なお、この機能はデフォルトで有効化されているものではなく、インターネットへの接続の必要性もないとされている。この「非標準」の構成が脆弱性の影響を受ける条件になることから、カリフォルニア大学ロサンゼルス校のシニアサイバーセキュリティ研究者であるMichael Taggart氏は、この要件の存在によりアタックサーフェスは限定されるだろうとの見方を示している。

一方で数々のハッキングキャンペーンを追跡している研究者、Kevin Beaumont氏はTechCrunchの取材に対し、多数の大規模な組織が当該製品を使用していること、この脆弱性を修正するためのセキュリティアップデートがまだリリースされていないこと、そして影響を受けたシステム内のバックドアがどれくらい前から潜伏していたのかが不明であることを理由に、このハッキングキャンペーンは「特別厄介に思える」と述べているという。

影響を受けた顧客の数は明かされていない一方で、シスコの脅威インテリジェンスリサーチチームであるCisco Talosは17日、攻撃の概要や使用されたツール、IoCなどを記したブログ記事を公開。この中で、主に以下のような事項を共有している。
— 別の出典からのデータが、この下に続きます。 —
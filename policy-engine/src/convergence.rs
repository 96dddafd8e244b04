// This Source Code Form is subject to the terms of the Mozilla Public
// License, v. 2.0. If a copy of the MPL was not distributed with this
// file, You can obtain one at https://mozilla.org/MPL/2.0/.

//! Applies an ordered action list against the middleware.
//!
//! Idempotency: an action whose target is already in the desired form is a
//! no-op success, not an error, so a re-run after a partial failure
//! converges instead of tripping over its own earlier progress. Failures
//! are isolated per action; only actions sharing a dependency key with an
//! already-failed action are skipped.

use crate::diff::DependencyKey;
use crate::diff::ReconcileAction;
use middleware_client::ApplyError;
use middleware_client::MiddlewareApi;
use policy_common::SnapshotName;
use slog::debug;
use slog::info;
use slog::warn;
use slog::Logger;
use slog_error_chain::InlineErrorChain;
use std::collections::BTreeSet;

/// Outcome of one full reconciliation pass, failures included. Never
/// partially constructed.
#[derive(Debug, Default)]
pub struct PolicyResult {
    /// True iff at least one action actually mutated remote state.
    pub changed: bool,
    pub actions_applied: Vec<ReconcileAction>,
    pub actions_failed: Vec<FailedAction>,
}

#[derive(Debug)]
pub struct FailedAction {
    pub action: ReconcileAction,
    pub reason: FailureReason,
}

#[derive(Debug, thiserror::Error)]
pub enum FailureReason {
    #[error("apply failed")]
    Apply(#[source] ApplyError),
    /// The target changed between fetch and apply (e.g. an update hit a
    /// task that no longer exists). Re-running the pass re-observes.
    #[error("observed state is stale")]
    StaleState,
    #[error("skipped: earlier action for {key} failed")]
    DependencyFailed { key: DependencyKey },
}

enum Outcome {
    Applied,
    Noop,
    Failed(FailureReason),
}

/// Applies `actions` in order, returning the full pass outcome.
pub async fn apply<M: MiddlewareApi>(
    api: &M,
    actions: Vec<ReconcileAction>,
    log: &Logger,
) -> PolicyResult {
    let mut result = PolicyResult::default();
    let mut failed_keys: BTreeSet<DependencyKey> = BTreeSet::new();

    for action in actions {
        let key = action.dependency_key();
        if failed_keys.contains(&key) {
            debug!(log, "skipping dependent action"; "key" => %key);
            result.actions_failed.push(FailedAction {
                action,
                reason: FailureReason::DependencyFailed { key },
            });
            continue;
        }

        match execute(api, &action).await {
            Outcome::Applied => {
                result.changed = true;
                result.actions_applied.push(action);
            }
            Outcome::Noop => {
                debug!(log, "action was already satisfied"; "key" => %key);
            }
            Outcome::Failed(reason) => {
                warn!(
                    log, "action failed";
                    "key" => %key,
                    "err" => InlineErrorChain::new(&reason),
                );
                failed_keys.insert(key);
                result.actions_failed.push(FailedAction { action, reason });
            }
        }
    }

    info!(
        log, "reconciliation pass complete";
        "changed" => result.changed,
        "applied" => result.actions_applied.len(),
        "failed" => result.actions_failed.len(),
    );
    result
}

async fn execute<M: MiddlewareApi>(
    api: &M,
    action: &ReconcileAction,
) -> Outcome {
    match action {
        ReconcileAction::CreateSnapshot {
            dataset,
            tier,
            timestamp,
            recursive,
        } => {
            let name = SnapshotName::new(*tier, *timestamp);
            match api.create_snapshot(dataset, &name, *recursive).await {
                Ok(_) => Outcome::Applied,
                // A prior partially-applied pass already took it.
                Err(ApplyError::AlreadyExists) => Outcome::Noop,
                Err(err) => Outcome::Failed(FailureReason::Apply(err)),
            }
        }
        ReconcileAction::DeleteSnapshot { record } => {
            match api.delete_snapshot(&record.id).await {
                Ok(()) => Outcome::Applied,
                // Already gone; the desired end state holds.
                Err(ApplyError::NotFound) => Outcome::Noop,
                Err(err) => Outcome::Failed(FailureReason::Apply(err)),
            }
        }
        ReconcileAction::CreateReplicationTask { settings } => {
            match api.create_replication_task(settings).await {
                Ok(_) => Outcome::Applied,
                Err(ApplyError::AlreadyExists) => Outcome::Noop,
                Err(err) => Outcome::Failed(FailureReason::Apply(err)),
            }
        }
        ReconcileAction::UpdateReplicationTask { id, settings } => {
            match api.update_replication_task(*id, settings).await {
                Ok(()) => Outcome::Applied,
                // The task vanished since the fetch.
                Err(ApplyError::NotFound) => {
                    Outcome::Failed(FailureReason::StaleState)
                }
                Err(err) => Outcome::Failed(FailureReason::Apply(err)),
            }
        }
        ReconcileAction::DeleteReplicationTask { id, .. } => {
            match api.delete_replication_task(*id).await {
                Ok(()) => Outcome::Applied,
                Err(ApplyError::NotFound) => Outcome::Noop,
                Err(err) => Outcome::Failed(FailureReason::Apply(err)),
            }
        }
    }
}
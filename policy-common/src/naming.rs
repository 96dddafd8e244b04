// This Source Code Form is subject to the terms of the Mozilla Public
// License, v. 2.0. If a copy of the MPL was not distributed with this
// file, You can obtain one at https://mozilla.org/MPL/2.0/.

//! The canonical naming scheme for policy-managed resources.
//!
//! Snapshots are named `auto-<tier>-YYYY-MM-DD_HH:MM`; replication tasks are
//! named `auto-repl-<source>` with slashes replaced by underscores. Only
//! resources whose names decode under this scheme are ever touched by the
//! engine. Decoding fails soft (returns `None`), so snapshots and tasks
//! created by hand are invisible to the engine rather than at risk from it.
//!
//! The timestamp encoding is zero-padded and most-significant-field-first,
//! so for a fixed tier, lexicographic order of encoded names equals
//! chronological order.

use crate::dataset::DatasetName;
use crate::tier::Tier;
use chrono::DateTime;
use chrono::NaiveDateTime;
use chrono::Timelike;
use chrono::Utc;
use std::fmt;

pub const SNAPSHOT_PREFIX: &str = "auto-";
pub const REPLICATION_PREFIX: &str = "auto-repl-";

/// strftime format of the timestamp part, minute precision.
pub const TIMESTAMP_FORMAT: &str = "%Y-%m-%d_%H:%M";

/// The middleware-side naming schema (with strftime placeholders) for a
/// tier's snapshot task payloads.
pub fn naming_schema(tier: Tier) -> String {
    format!("{SNAPSHOT_PREFIX}{tier}-{TIMESTAMP_FORMAT}")
}

/// The decoded canonical name of a policy-managed snapshot.
#[derive(Clone, Copy, Debug, PartialEq, Eq, PartialOrd, Ord, Hash)]
pub struct SnapshotName {
    tier: Tier,
    timestamp: DateTime<Utc>,
}

impl SnapshotName {
    /// Builds the name for `tier` at `timestamp`, truncating to minute
    /// precision (the encoding carries no seconds).
    pub fn new(tier: Tier, timestamp: DateTime<Utc>) -> Self {
        let truncated = timestamp
            .with_second(0)
            .and_then(|t| t.with_nanosecond(0))
            .unwrap_or(timestamp);
        Self { tier, timestamp: truncated }
    }

    pub fn tier(&self) -> Tier {
        self.tier
    }

    pub fn timestamp(&self) -> DateTime<Utc> {
        self.timestamp
    }

    /// Decodes a snapshot name, returning `None` for anything not managed by
    /// the policy engine (wrong prefix, unknown tier, malformed timestamp).
    pub fn parse(name: &str) -> Option<Self> {
        let rest = name.strip_prefix(SNAPSHOT_PREFIX)?;
        let (label, timestamp) = rest.split_once('-')?;
        // "repl" is not a tier, so replication task names fall out here.
        let tier: Tier = label.parse().ok()?;
        let naive =
            NaiveDateTime::parse_from_str(timestamp, TIMESTAMP_FORMAT).ok()?;
        Some(Self { tier, timestamp: naive.and_utc() })
    }
}

impl fmt::Display for SnapshotName {
    fn fmt(&self, f: &mut fmt::Formatter<'_>) -> fmt::Result {
        write!(
            f,
            "{SNAPSHOT_PREFIX}{}-{}",
            self.tier,
            self.timestamp.format(TIMESTAMP_FORMAT)
        )
    }
}

/// The name of a policy-managed replication task.
#[derive(Clone, Debug, PartialEq, Eq, PartialOrd, Ord, Hash)]
pub struct ReplicationTaskName(String);

impl ReplicationTaskName {
    /// The canonical task name for a replication whose source is `source`.
    pub fn for_source(source: &DatasetName) -> Self {
        Self(format!("{REPLICATION_PREFIX}{}", source.underscored()))
    }

    /// Accepts a task name only if it is policy-managed.
    pub fn parse(name: &str) -> Option<Self> {
        name.starts_with(REPLICATION_PREFIX)
            .then(|| Self(name.to_string()))
    }

    pub fn as_str(&self) -> &str {
        &self.0
    }
}

impl fmt::Display for ReplicationTaskName {
    fn fmt(&self, f: &mut fmt::Formatter<'_>) -> fmt::Result {
        write!(f, "{}", self.0)
    }
}
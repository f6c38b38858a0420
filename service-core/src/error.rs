use axum::{
    Json,
    http::StatusCode,
    response::{IntoResponse, Response},
};
use serde::Serialize;
use thiserror::Error;

/// Closed set of failure kinds surfaced at the HTTP boundary.
///
/// `into_response` is the single table mapping each kind to a status code.
#[derive(Debug, Error)]
pub enum AppError {
    #[error("Not authenticated")]
    Unauthenticated,

    #[error("Invalid token")]
    InvalidToken,

    #[error("User not found")]
    UserNotFound,

    #[error("Validation error: {0}")]
    ValidationError(#[from] validator::ValidationErrors),

    #[error("Bad request: {0}")]
    BadRequest(anyhow::Error),

    #[error("Not found: {0}")]
    NotFound(anyhow::Error),

    #[error("Unauthorized: {0}")]
    Unauthorized(anyhow::Error),

    #[error("Forbidden: {0}")]
    Forbidden(anyhow::Error),

    #[error("Conflict: {0}")]
    Conflict(anyhow::Error),

    #[error("Payload too large: {0}")]
    PayloadTooLarge(anyhow::Error),

    #[error("Internal server error: {0}")]
    InternalError(#[from] anyhow::Error),

    #[error("Database error: {0}")]
    DatabaseError(anyhow::Error),

    #[error("Configuration error: {0}")]
    ConfigError(anyhow::Error),
}

impl From<config::ConfigError> for AppError {
    fn from(err: config::ConfigError) -> Self {
        AppError::ConfigError(anyhow::Error::new(err))
    }
}

impl From<std::io::Error> for AppError {
    fn from(err: std::io::Error) -> Self {
        AppError::InternalError(anyhow::Error::new(err))
    }
}

/// Body shared by every API response: `{ success, message? }`.
#[derive(Debug, Serialize)]
pub struct ApiMessage {
    pub success: bool,
    #[serde(skip_serializing_if = "Option::is_none")]
    pub message: Option<String>,
}

impl ApiMessage {
    pub fn ok(message: impl Into<String>) -> Self {
        Self {
            success: true,
            message: Some(message.into()),
        }
    }

    pub fn failed(message: impl Into<String>) -> Self {
        Self {
            success: false,
            message: Some(message.into()),
        }
    }
}

impl AppError {
    pub fn status(&self) -> StatusCode {
        match self {
            AppError::Unauthenticated | AppError::InvalidToken | AppError::UserNotFound => {
                StatusCode::UNAUTHORIZED
            }
            AppError::Unauthorized(_) => StatusCode::UNAUTHORIZED,
            AppError::ValidationError(_) | AppError::BadRequest(_) => StatusCode::BAD_REQUEST,
            AppError::Forbidden(_) => StatusCode::FORBIDDEN,
            AppError::NotFound(_) => StatusCode::NOT_FOUND,
            AppError::Conflict(_) => StatusCode::CONFLICT,
            AppError::PayloadTooLarge(_) => StatusCode::PAYLOAD_TOO_LARGE,
            AppError::InternalError(_) | AppError::DatabaseError(_) | AppError::ConfigError(_) => {
                StatusCode::INTERNAL_SERVER_ERROR
            }
        }
    }
}

impl IntoResponse for AppError {
    fn into_response(self) -> Response {
        let status = self.status();

        let message = match &self {
            AppError::Unauthenticated | AppError::InvalidToken | AppError::UserNotFound => {
                self.to_string()
            }
            AppError::ValidationError(err) => format!("Validation error: {}", err),
            AppError::BadRequest(err)
            | AppError::NotFound(err)
            | AppError::Unauthorized(err)
            | AppError::Forbidden(err)
            | AppError::Conflict(err)
            | AppError::PayloadTooLarge(err) => err.to_string(),
            AppError::InternalError(err) => {
                tracing::error!(error = ?err, "Request failed with internal error");
                "Internal server error".to_string()
            }
            AppError::DatabaseError(err) => {
                tracing::error!(error = %err, "Request failed with database error");
                "Internal server error".to_string()
            }
            AppError::ConfigError(err) => {
                tracing::error!(error = %err, "Request failed with configuration error");
                "Internal server error".to_string()
            }
        };

        (status, Json(ApiMessage::failed(message))).into_response()
    }
}

#[cfg(test)]
mod tests {
    use super::*;

    #[test]
    fn test_status_mapping() {
        assert_eq!(AppError::Unauthenticated.status(), StatusCode::UNAUTHORIZED);
        assert_eq!(AppError::InvalidToken.status(), StatusCode::UNAUTHORIZED);
        assert_eq!(AppError::UserNotFound.status(), StatusCode::UNAUTHORIZED);
        assert_eq!(
            AppError::BadRequest(anyhow::anyhow!("Missing studioId parameter")).status(),
            StatusCode::BAD_REQUEST
        );
        assert_eq!(
            AppError::Forbidden(anyhow::anyhow!("Access denied")).status(),
            StatusCode::FORBIDDEN
        );
        assert_eq!(
            AppError::NotFound(anyhow::anyhow!("Client not found")).status(),
            StatusCode::NOT_FOUND
        );
        assert_eq!(
            AppError::DatabaseError(anyhow::anyhow!("connection reset")).status(),
            StatusCode::INTERNAL_SERVER_ERROR
        );
    }

    #[test]
    fn test_messages_match_boundary_contract() {
        assert_eq!(AppError::Unauthenticated.to_string(), "Not authenticated");
        assert_eq!(AppError::InvalidToken.to_string(), "Invalid token");
        assert_eq!(AppError::UserNotFound.to_string(), "User not found");
    }
}
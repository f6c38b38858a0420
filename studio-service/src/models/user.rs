//! User accounts. Each role lives in its own table with the same shape.

use chrono::{DateTime, Utc};
use serde::{Deserialize, Serialize};
use sqlx::FromRow;

/// Role claimed by a session token and used to pick the user table.
#[derive(Debug, Clone, Copy, PartialEq, Eq, Hash, Serialize, Deserialize)]
#[serde(rename_all = "lowercase")]
pub enum UserType {
    Student,
    Instructor,
    Admin,
}

impl UserType {
    pub fn as_str(&self) -> &'static str {
        match self {
            UserType::Student => "student",
            UserType::Instructor => "instructor",
            UserType::Admin => "admin",
        }
    }

    /// Backing table. Only ever interpolated from this closed set.
    pub fn table(&self) -> &'static str {
        match self {
            UserType::Student => "students",
            UserType::Instructor => "instructors",
            UserType::Admin => "admins",
        }
    }
}

impl std::fmt::Display for UserType {
    fn fmt(&self, f: &mut std::fmt::Formatter<'_>) -> std::fmt::Result {
        f.write_str(self.as_str())
    }
}

impl std::str::FromStr for UserType {
    type Err = String;

    fn from_str(s: &str) -> Result<Self, Self::Err> {
        match s.to_lowercase().as_str() {
            "student" => Ok(UserType::Student),
            "instructor" => Ok(UserType::Instructor),
            "admin" => Ok(UserType::Admin),
            _ => Err(format!("Invalid user type: {}", s)),
        }
    }
}

/// Stored user row. Holds the password hash, so never serialize it directly.
#[derive(Debug, Clone, FromRow)]
pub struct UserRecord {
    pub id: i64,
    pub email: String,
    pub first_name: Option<String>,
    pub last_name: Option<String>,
    pub password_hash: Option<String>,
    pub created_at: DateTime<Utc>,
}

impl UserRecord {
    pub fn has_password(&self) -> bool {
        self.password_hash.as_deref().is_some_and(|h| !h.is_empty())
    }

    /// Strip secret fields for any response body.
    pub fn sanitized(&self) -> UserResponse {
        UserResponse::from(self.clone())
    }
}

#[derive(Debug, Clone)]
pub struct NewUser {
    pub email: String,
    pub first_name: Option<String>,
    pub last_name: Option<String>,
    pub password_hash: Option<String>,
}

/// User as returned by the API.
#[derive(Debug, Clone, Serialize, Deserialize, PartialEq)]
#[serde(rename_all = "camelCase")]
pub struct UserResponse {
    pub id: i64,
    pub email: String,
    pub first_name: Option<String>,
    pub last_name: Option<String>,
    pub created_at: DateTime<Utc>,
}

impl From<UserRecord> for UserResponse {
    fn from(u: UserRecord) -> Self {
        Self {
            id: u.id,
            email: u.email,
            first_name: u.first_name,
            last_name: u.last_name,
            created_at: u.created_at,
        }
    }
}

#[cfg(test)]
mod tests {
    use super::*;

    #[test]
    fn test_sanitized_user_has_no_password_field() {
        let user = UserRecord {
            id: 1,
            email: "ana@studio.test".to_string(),
            first_name: Some("Ana".to_string()),
            last_name: None,
            password_hash: Some("$argon2id$secret".to_string()),
            created_at: Utc::now(),
        };

        let json = serde_json::to_value(user.sanitized()).unwrap();
        assert_eq!(json["email"], "ana@studio.test");
        assert!(json.get("passwordHash").is_none());
        assert!(json.get("password_hash").is_none());
        assert!(!json.to_string().contains("argon2"));
    }

    #[test]
    fn test_user_type_parsing() {
        assert_eq!("Instructor".parse::<UserType>(), Ok(UserType::Instructor));
        assert_eq!("student".parse::<UserType>(), Ok(UserType::Student));
        assert!("owner".parse::<UserType>().is_err());
        assert_eq!(UserType::Admin.table(), "admins");
    }
}
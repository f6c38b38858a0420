use axum::http::HeaderValue;
use axum::{extract::Request, middleware::Next, response::Response};
use uuid::Uuid;

pub const REQUEST_ID_HEADER: &str = "x-request-id";

/// Request id stored in request extensions for handlers that log it.
#[derive(Debug, Clone)]
pub struct RequestId(pub String);

/// Propagates `x-request-id`, minting a UUID v4 when the caller sent none.
pub async fn request_id_middleware(mut req: Request, next: Next) -> Response {
    let request_id = req
        .headers()
        .get(REQUEST_ID_HEADER)
        .and_then(|h| h.to_str().ok())
        .filter(|s| !s.is_empty())
        .map(|s| s.to_string())
        .unwrap_or_else(|| Uuid::new_v4().to_string());

    let header_value = HeaderValue::from_str(&request_id).ok();

    if let Some(value) = &header_value {
        req.headers_mut().insert(REQUEST_ID_HEADER, value.clone());
    }
    req.extensions_mut().insert(RequestId(request_id));

    let mut response = next.run(req).await;

    if let Some(value) = header_value {
        response.headers_mut().insert(REQUEST_ID_HEADER, value);
    }

    response
}

#[cfg(test)]
mod tests {
    use super::*;
    use axum::{Router, body::Body, middleware::from_fn, routing::get};
    use tower::ServiceExt;

    fn app() -> Router {
        Router::new()
            .route("/", get(|| async { "ok" }))
            .layer(from_fn(request_id_middleware))
    }

    #[tokio::test]
    async fn test_existing_request_id_is_echoed() {
        let response = app()
            .oneshot(
                Request::builder()
                    .uri("/")
                    .header(REQUEST_ID_HEADER, "req-123")
                    .body(Body::empty())
                    .unwrap(),
            )
            .await
            .unwrap();

        assert_eq!(response.headers()[REQUEST_ID_HEADER], "req-123");
    }

    #[tokio::test]
    async fn test_missing_request_id_is_generated() {
        let response = app()
            .oneshot(Request::builder().uri("/").body(Body::empty()).unwrap())
            .await
            .unwrap();

        let id = response.headers()[REQUEST_ID_HEADER].to_str().unwrap();
        assert!(Uuid::parse_str(id).is_ok());
    }
}
//! Session token encoding and decoding.
//!
//! Two decode paths exist on purpose. [`TokenCodec::verify`] checks the HMAC
//! signature and must gate anything that reads or writes protected data.
//! [`decode_unverified`] only base64-decodes the payload and is reserved for
//! page-navigation redirects in the edge filter.

use base64::{engine::general_purpose::URL_SAFE_NO_PAD, Engine as _};
use chrono::{Duration, Utc};
use jsonwebtoken::{decode, encode, errors::ErrorKind, Algorithm, DecodingKey, EncodingKey, Header, Validation};
use secrecy::{ExposeSecret, Secret};
use serde::{Deserialize, Serialize};
use thiserror::Error;

use crate::models::{UserRecord, UserType};

/// Claims carried by a session token.
#[derive(Debug, Clone, PartialEq, Eq, Serialize, Deserialize)]
pub struct TokenPayload {
    /// Subject (user id)
    pub sub: String,
    pub email: String,
    pub user_type: UserType,
    /// Expiration (unix seconds). Tokens without it never expire by time.
    #[serde(default, skip_serializing_if = "Option::is_none")]
    pub exp: Option<i64>,
    #[serde(default, skip_serializing_if = "Option::is_none")]
    pub iat: Option<i64>,
}

#[derive(Debug, Error, Clone, PartialEq, Eq)]
pub enum TokenError {
    #[error("Malformed token")]
    MalformedToken,

    #[error("Token expired")]
    Expired,

    #[error("Invalid token signature")]
    InvalidSignature,
}

/// Decode claims without checking the signature, using the current clock.
pub fn decode_unverified(token: &str) -> Result<TokenPayload, TokenError> {
    decode_unverified_at(token, Utc::now().timestamp())
}

/// Decode claims without checking the signature.
///
/// Fails with `MalformedToken` unless there are exactly three segments and
/// the middle one is base64url JSON; fails with `Expired` when `exp < now`.
pub fn decode_unverified_at(token: &str, now: i64) -> Result<TokenPayload, TokenError> {
    let parts: Vec<&str> = token.split('.').collect();
    if parts.len() != 3 {
        return Err(TokenError::MalformedToken);
    }

    let payload = URL_SAFE_NO_PAD
        .decode(parts[1].trim_end_matches('='))
        .map_err(|_| TokenError::MalformedToken)?;

    let claims: TokenPayload =
        serde_json::from_slice(&payload).map_err(|_| TokenError::MalformedToken)?;

    if matches!(claims.exp, Some(exp) if exp < now) {
        return Err(TokenError::Expired);
    }

    Ok(claims)
}

/// Issues and verifies HS256 session tokens.
#[derive(Clone)]
pub struct TokenCodec {
    keys: Option<(EncodingKey, DecodingKey)>,
    max_age_seconds: i64,
}

impl TokenCodec {
    pub fn new(secret: Option<&Secret<String>>, max_age_seconds: i64) -> Self {
        let keys = secret.map(|s| {
            let bytes = s.expose_secret().as_bytes();
            (EncodingKey::from_secret(bytes), DecodingKey::from_secret(bytes))
        });

        Self {
            keys,
            max_age_seconds,
        }
    }

    pub fn max_age_seconds(&self) -> i64 {
        self.max_age_seconds
    }

    /// Sign a fresh token for `user`. Fails only when no secret is configured.
    pub fn issue(&self, user: &UserRecord, user_type: UserType) -> Result<String, anyhow::Error> {
        let (encoding_key, _) = self
            .keys
            .as_ref()
            .ok_or_else(|| anyhow::anyhow!("Token secret is not configured"))?;

        let now = Utc::now();
        let claims = TokenPayload {
            sub: user.id.to_string(),
            email: user.email.clone(),
            user_type,
            exp: Some((now + Duration::seconds(self.max_age_seconds)).timestamp()),
            iat: Some(now.timestamp()),
        };

        encode(&Header::new(Algorithm::HS256), &claims, encoding_key)
            .map_err(|e| anyhow::anyhow!("Failed to encode session token: {}", e))
    }

    /// Verify signature and expiry, then return the claims.
    pub fn verify(&self, token: &str) -> Result<TokenPayload, TokenError> {
        if token.split('.').count() != 3 {
            return Err(TokenError::MalformedToken);
        }

        let Some((_, decoding_key)) = self.keys.as_ref() else {
            return Err(TokenError::InvalidSignature);
        };

        let mut validation = Validation::new(Algorithm::HS256);
        validation.required_spec_claims.clear();
        validation.validate_exp = true;
        validation.leeway = 0;

        decode::<TokenPayload>(token, decoding_key, &validation)
            .map(|data| data.claims)
            .map_err(|e| match e.kind() {
                ErrorKind::ExpiredSignature => TokenError::Expired,
                ErrorKind::InvalidSignature | ErrorKind::InvalidAlgorithm => {
                    TokenError::InvalidSignature
                }
                _ => TokenError::MalformedToken,
            })
    }
}

#[cfg(test)]
mod tests {
    use super::*;

    const SECRET: &str = "test-session-secret";

    fn codec() -> TokenCodec {
        TokenCodec::new(Some(&Secret::new(SECRET.to_string())), 604_800)
    }

    fn user() -> UserRecord {
        UserRecord {
            id: 42,
            email: "ana@studio.test".to_string(),
            first_name: None,
            last_name: None,
            password_hash: None,
            created_at: Utc::now(),
        }
    }

    fn signed_with(secret: &str, claims: &TokenPayload) -> String {
        encode(
            &Header::new(Algorithm::HS256),
            claims,
            &EncodingKey::from_secret(secret.as_bytes()),
        )
        .unwrap()
    }

    fn claims_expiring_at(exp: i64) -> TokenPayload {
        TokenPayload {
            sub: "42".to_string(),
            email: "ana@studio.test".to_string(),
            user_type: UserType::Student,
            exp: Some(exp),
            iat: None,
        }
    }

    #[test]
    fn test_issued_token_verifies() {
        let codec = codec();
        let token = codec.issue(&user(), UserType::Instructor).unwrap();

        let claims = codec.verify(&token).unwrap();
        assert_eq!(claims.sub, "42");
        assert_eq!(claims.email, "ana@studio.test");
        assert_eq!(claims.user_type, UserType::Instructor);
        let lifetime = claims.exp.unwrap() - claims.iat.unwrap();
        assert_eq!(lifetime, 604_800);
    }

    #[test]
    fn test_wrong_segment_count_is_malformed() {
        assert_eq!(decode_unverified("a.b"), Err(TokenError::MalformedToken));
        assert_eq!(decode_unverified("a.b.c.d"), Err(TokenError::MalformedToken));
        assert_eq!(codec().verify("only-one-segment"), Err(TokenError::MalformedToken));
    }

    #[test]
    fn test_unparsable_payload_is_malformed() {
        assert_eq!(
            decode_unverified("header.!!not-base64!!.sig"),
            Err(TokenError::MalformedToken)
        );
        let not_json = URL_SAFE_NO_PAD.encode(b"plain text");
        assert_eq!(
            decode_unverified(&format!("h.{}.s", not_json)),
            Err(TokenError::MalformedToken)
        );
    }

    #[test]
    fn test_unverified_decode_ignores_signature() {
        let token = signed_with("some-other-secret", &claims_expiring_at(i64::MAX));
        let claims = decode_unverified(&token).unwrap();
        assert_eq!(claims.sub, "42");
    }

    #[test]
    fn test_unverified_decode_rejects_expired() {
        let token = signed_with(SECRET, &claims_expiring_at(1_000));
        assert_eq!(decode_unverified_at(&token, 1_001), Err(TokenError::Expired));
        assert!(decode_unverified_at(&token, 1_000).is_ok());
    }

    #[test]
    fn test_missing_exp_never_expires() {
        let mut claims = claims_expiring_at(0);
        claims.exp = None;
        let token = signed_with(SECRET, &claims);
        assert!(decode_unverified(&token).is_ok());
        assert!(codec().verify(&token).is_ok());
    }

    #[test]
    fn test_verify_rejects_foreign_signature() {
        let token = signed_with("some-other-secret", &claims_expiring_at(i64::MAX));
        assert_eq!(codec().verify(&token), Err(TokenError::InvalidSignature));
    }

    #[test]
    fn test_verify_rejects_expired() {
        let past = Utc::now().timestamp() - 60;
        let token = signed_with(SECRET, &claims_expiring_at(past));
        assert_eq!(codec().verify(&token), Err(TokenError::Expired));
    }

    #[test]
    fn test_missing_secret_fails_closed() {
        let codec = TokenCodec::new(None, 604_800);
        let token = signed_with(SECRET, &claims_expiring_at(i64::MAX));

        assert_eq!(codec.verify(&token), Err(TokenError::InvalidSignature));
        assert!(codec.issue(&user(), UserType::Student).is_err());
    }
}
  • シスコが攻撃を認識したのは12月10日だが、この攻撃キャンペーンは遅くとも11月後半には始まっていた。
  • Cisco Talosはこの攻撃に関与する脅威アクターを「UAT-9686」として追跡している。
  • UAT-9686は、攻撃の中でPythonベースの永続性維持メカニズム「AquaShell」を展開したほか、AquaTunnel(ReverseSSH)、chisel(トンネリングツール)、AquaPurge(ログ削除用ユーティリティ)といったツールも使用した。
  • AquaShellは軽量のバックドアで、PythonベースのWebサーバー内の既存のファイルに埋め込まれ、エンコードされたコマンドを受信してそれをシステムシェル内で実行する性能を持つ。
  • Talosは、 UAT-9686とTalosが追跡するその他の中国関連の脅威アクターらのTTP、インフラ、被害者像の重複を理由に、UAT-9686は中国に関連する脅威アクターであろうと中程度の確度で評価している。
  • AquaTunnelなどのツールは、過去にAPT41やUNC5174などの中国関連APTによって使用されていたとの報告があったもの。また中国と関連する極めて高度なAPTグループの数々は、AquaShellのようなWebベースのカスタムインプラントを使うという戦術を採用するケースが増えている。

CVE-2025-20393に対するパッチはまだ利用可能になっていないため、シスコは顧客に対し、脆弱なアプライアンスへのインターネットアクセスを制限し、許可されたホストにのみ接続を許可すること、またアプライアンスをファイアウォールの背後に設置してトラフィックのフィルタリングを実施することなどを推奨している。詳しい推奨策は、シスコのアドバイザリページから確認できる。